Fauerbach JA, Engrav L, Kowalske K, Brych S, Bryant A, Lawrence J, Li G, Münster A, de Lateur B. J. Burn Care Rehabil. 2001; 22(1): 26-34.

Affiliation

Baltimore Regional Burn Center, Johns Hopkins Bayview Medical Center, Johns Hopkins University School of Medicine, Maryland 21224, USA.

Copyright

(Copyright © 2001, Lippincott Williams and Wilkins)

DOI

unavailable

PMID

11227681

Abstract

The purpose of this study was to examine the prevalence of preexisting and burn-related impairments and to describe their association with preburn employment status. Data gathered during the acute hospitalization were analyzed on a consecutive series of burn patients aged 16 to 64 years (N = 770) enrolled in a prospective, longitudinal, multicenter study.
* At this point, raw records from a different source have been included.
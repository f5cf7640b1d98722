//! Durable record streams.
//!
//! Checkpoints are length-prefixed streams of self-describing records: a
//! little-endian `u32` byte count followed by the record serialised as
//! tagged JSON. Per-node info files hold exactly one record and are
//! written atomically (write-aside then rename); update logs are
//! append-only and fsynced per record.
//!
//! A torn trailing record (crash mid-append) is expected and tolerated
//! on read: the stream ends at the last complete record.

use std::fs::{self, File, OpenOptions};
use std::io::{ErrorKind, Read, Write};
use std::path::{Path, PathBuf};

use serde::{Deserialize, Serialize};
use thiserror::Error;
use tracing::warn;

use skiff_id::UpdateId;
use skiff_messages::{Endpoint, ExecutorInfo, FrameworkInfo, SlaveInfo, StatusUpdate, Task};

/// Everything the agent ever writes durably.
#[derive(Debug, Clone, PartialEq, Serialize, Deserialize)]
#[serde(tag = "type", rename_all = "snake_case")]
pub enum Record {
    /// The slave id behind the `latest` marker.
    SlaveId { slave_id: skiff_id::SlaveId },
    SlaveInfo(SlaveInfo),
    FrameworkInfo(FrameworkInfo),
    FrameworkPid { pid: Endpoint },
    ExecutorInfo(ExecutorInfo),
    /// The endpoint a registered executor spoke from, for reconnecting.
    ExecutorEndpoint { endpoint: Endpoint },
    Task(Task),
    Update(StatusUpdate),
    Ack { update_id: UpdateId },
}

#[derive(Debug, Error)]
pub enum CheckpointError {
    #[error("checkpoint I/O error at {path}: {source}")]
    Io {
        path: PathBuf,
        #[source]
        source: std::io::Error,
    },

    #[error("checkpoint serialisation error at {path}: {source}")]
    Serde {
        path: PathBuf,
        #[source]
        source: serde_json::Error,
    },
}

impl CheckpointError {
    fn io(path: &Path, source: std::io::Error) -> Self {
        Self::Io {
            path: path.to_path_buf(),
            source,
        }
    }

    fn serde(path: &Path, source: serde_json::Error) -> Self {
        Self::Serde {
            path: path.to_path_buf(),
            source,
        }
    }
}

/// Atomically replaces the single-record file at `path`.
pub fn checkpoint(path: &Path, record: &Record) -> Result<(), CheckpointError> {
    if let Some(parent) = path.parent() {
        fs::create_dir_all(parent).map_err(|e| CheckpointError::io(path, e))?;
    }

    let tmp = path.with_extension("tmp");
    {
        let mut file = File::create(&tmp).map_err(|e| CheckpointError::io(&tmp, e))?;
        write_record(&mut file, path, record)?;
        file.sync_data().map_err(|e| CheckpointError::io(&tmp, e))?;
    }
    fs::rename(&tmp, path).map_err(|e| CheckpointError::io(path, e))
}

/// Reads a single-record file; `Ok(None)` if it does not exist.
pub fn read_checkpoint(path: &Path) -> Result<Option<Record>, CheckpointError> {
    match read_records(path) {
        Ok(mut records) => Ok(records.pop()),
        Err(CheckpointError::Io { source, .. }) if source.kind() == ErrorKind::NotFound => Ok(None),
        Err(e) => Err(e),
    }
}

/// An append-only record log.
pub struct RecordWriter {
    path: PathBuf,
    file: File,
}

impl RecordWriter {
    /// Opens the log for appending, creating parents as needed.
    pub fn open(path: &Path) -> Result<Self, CheckpointError> {
        if let Some(parent) = path.parent() {
            fs::create_dir_all(parent).map_err(|e| CheckpointError::io(path, e))?;
        }
        let file = OpenOptions::new()
            .create(true)
            .append(true)
            .open(path)
            .map_err(|e| CheckpointError::io(path, e))?;
        Ok(Self {
            path: path.to_path_buf(),
            file,
        })
    }

    /// Appends one record and syncs it to disk.
    pub fn append(&mut self, record: &Record) -> Result<(), CheckpointError> {
        let path = self.path.clone();
        write_record(&mut self.file, &path, record)?;
        self.file
            .sync_data()
            .map_err(|e| CheckpointError::io(&path, e))
    }

    pub fn path(&self) -> &Path {
        &self.path
    }
}

fn write_record<W: Write>(w: &mut W, path: &Path, record: &Record) -> Result<(), CheckpointError> {
    let payload = serde_json::to_vec(record).map_err(|e| CheckpointError::serde(path, e))?;
    let len = payload.len() as u32;
    w.write_all(&len.to_le_bytes())
        .and_then(|_| w.write_all(&payload))
        .map_err(|e| CheckpointError::io(path, e))
}

/// Reads every complete record in the stream at `path`.
///
/// A truncated tail (torn write) ends the stream with a warning rather
/// than an error; a record that fails to deserialise is a real error.
pub fn read_records(path: &Path) -> Result<Vec<Record>, CheckpointError> {
    let mut file = File::open(path).map_err(|e| CheckpointError::io(path, e))?;
    let mut bytes = Vec::new();
    file.read_to_end(&mut bytes)
        .map_err(|e| CheckpointError::io(path, e))?;

    let mut records = Vec::new();
    let mut offset = 0usize;

    while offset < bytes.len() {
        if bytes.len() - offset < 4 {
            warn!(path = %path.display(), offset, "Truncated length prefix, dropping tail");
            break;
        }
        let len = u32::from_le_bytes(bytes[offset..offset + 4].try_into().unwrap()) as usize;
        let start = offset + 4;
        if bytes.len() - start < len {
            warn!(path = %path.display(), offset, "Truncated record, dropping tail");
            break;
        }

        let record: Record = serde_json::from_slice(&bytes[start..start + len])
            .map_err(|e| CheckpointError::serde(path, e))?;
        records.push(record);
        offset = start + len;
    }

    Ok(records)
}

#[cfg(test)]
mod tests {
    use super::*;

    use skiff_id::SlaveId;

    fn slave_info() -> SlaveInfo {
        SlaveInfo {
            hostname: "node-1".to_string(),
            resources: skiff_resources::Resources::parse("cpus:4;mem:1024").unwrap(),
            attributes: Default::default(),
            checkpoint: true,
        }
    }

    #[test]
    fn test_checkpoint_roundtrip() {
        let dir = tempfile::tempdir().unwrap();
        let path = dir.path().join("nested").join("slave.info");

        let record = Record::SlaveInfo(slave_info());
        checkpoint(&path, &record).unwrap();

        assert_eq!(read_checkpoint(&path).unwrap(), Some(record));
    }

    #[test]
    fn test_checkpoint_replaces() {
        let dir = tempfile::tempdir().unwrap();
        let path = dir.path().join("latest");

        let first = SlaveId::new();
        let second = SlaveId::new();
        checkpoint(&path, &Record::SlaveId { slave_id: first }).unwrap();
        checkpoint(&path, &Record::SlaveId { slave_id: second }).unwrap();

        assert_eq!(
            read_checkpoint(&path).unwrap(),
            Some(Record::SlaveId { slave_id: second })
        );
    }

    #[test]
    fn test_read_checkpoint_missing_is_none() {
        let dir = tempfile::tempdir().unwrap();
        assert!(read_checkpoint(&dir.path().join("absent")).unwrap().is_none());
    }

    #[test]
    fn test_record_log_appends_in_order() {
        let dir = tempfile::tempdir().unwrap();
        let path = dir.path().join("updates");

        let first = UpdateId::new();
        let second = UpdateId::new();
        {
            let mut writer = RecordWriter::open(&path).unwrap();
            writer.append(&Record::Ack { update_id: first }).unwrap();
            writer.append(&Record::Ack { update_id: second }).unwrap();
        }
        // Reopen appends rather than truncating.
        let third = UpdateId::new();
        {
            let mut writer = RecordWriter::open(&path).unwrap();
            writer.append(&Record::Ack { update_id: third }).unwrap();
        }

        let records = read_records(&path).unwrap();
        assert_eq!(
            records,
            vec![
                Record::Ack { update_id: first },
                Record::Ack { update_id: second },
                Record::Ack { update_id: third },
            ]
        );
    }

    #[test]
    fn test_torn_tail_is_dropped() {
        let dir = tempfile::tempdir().unwrap();
        let path = dir.path().join("updates");

        let update_id = UpdateId::new();
        {
            let mut writer = RecordWriter::open(&path).unwrap();
            writer.append(&Record::Ack { update_id }).unwrap();
        }

        // Simulate a crash mid-append: a length prefix promising more
        // bytes than were written.
        {
            let mut file = OpenOptions::new().append(true).open(&path).unwrap();
            file.write_all(&100u32.to_le_bytes()).unwrap();
            file.write_all(b"{\"type\"").unwrap();
        }

        let records = read_records(&path).unwrap();
        assert_eq!(records, vec![Record::Ack { update_id }]);
    }
}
Patients who were unemployed before the injury were more likely than those who were employed to report being alcohol-dependent (36 vs 18%), abusing other drugs (22 vs 10%), having received psychiatric treatment in the past year (21 vs 6%), and having preexisting physical disability (23 vs 3%); all were significant at P < .001). Of the unemployed patients who received toxicologic screening at admission, 49% tested positive for alcohol and 39% positive for other drugs, percentages that were significantly higher than 26 and 31%, respectively, for the employed. With adjustment for age, sex, race, and education, variables that were most predictive of preinjury unemployment status were preexisting physical disability (odds ratio, 51.0; 95% confidence interval, 7.7-336.9) and being alcohol-positive at admission (odds ratio, 2.8; 95% confidence interval, 1.2-6.8). Unemployed and employed patients also differed significantly in injury patterns and clinical outcomes, with inhalation injury and psychiatric distress being more prevalent among the unemployed and both hand burns and hand surgery among the employed. The greater prevalence of preexisting impairments among survivors who were unemployed before the injury helps explain why preburn employment status is such a powerful determinant of postburn work outcomes, and suggests the need to include psychosocial services in a program of comprehensive rehabilitation.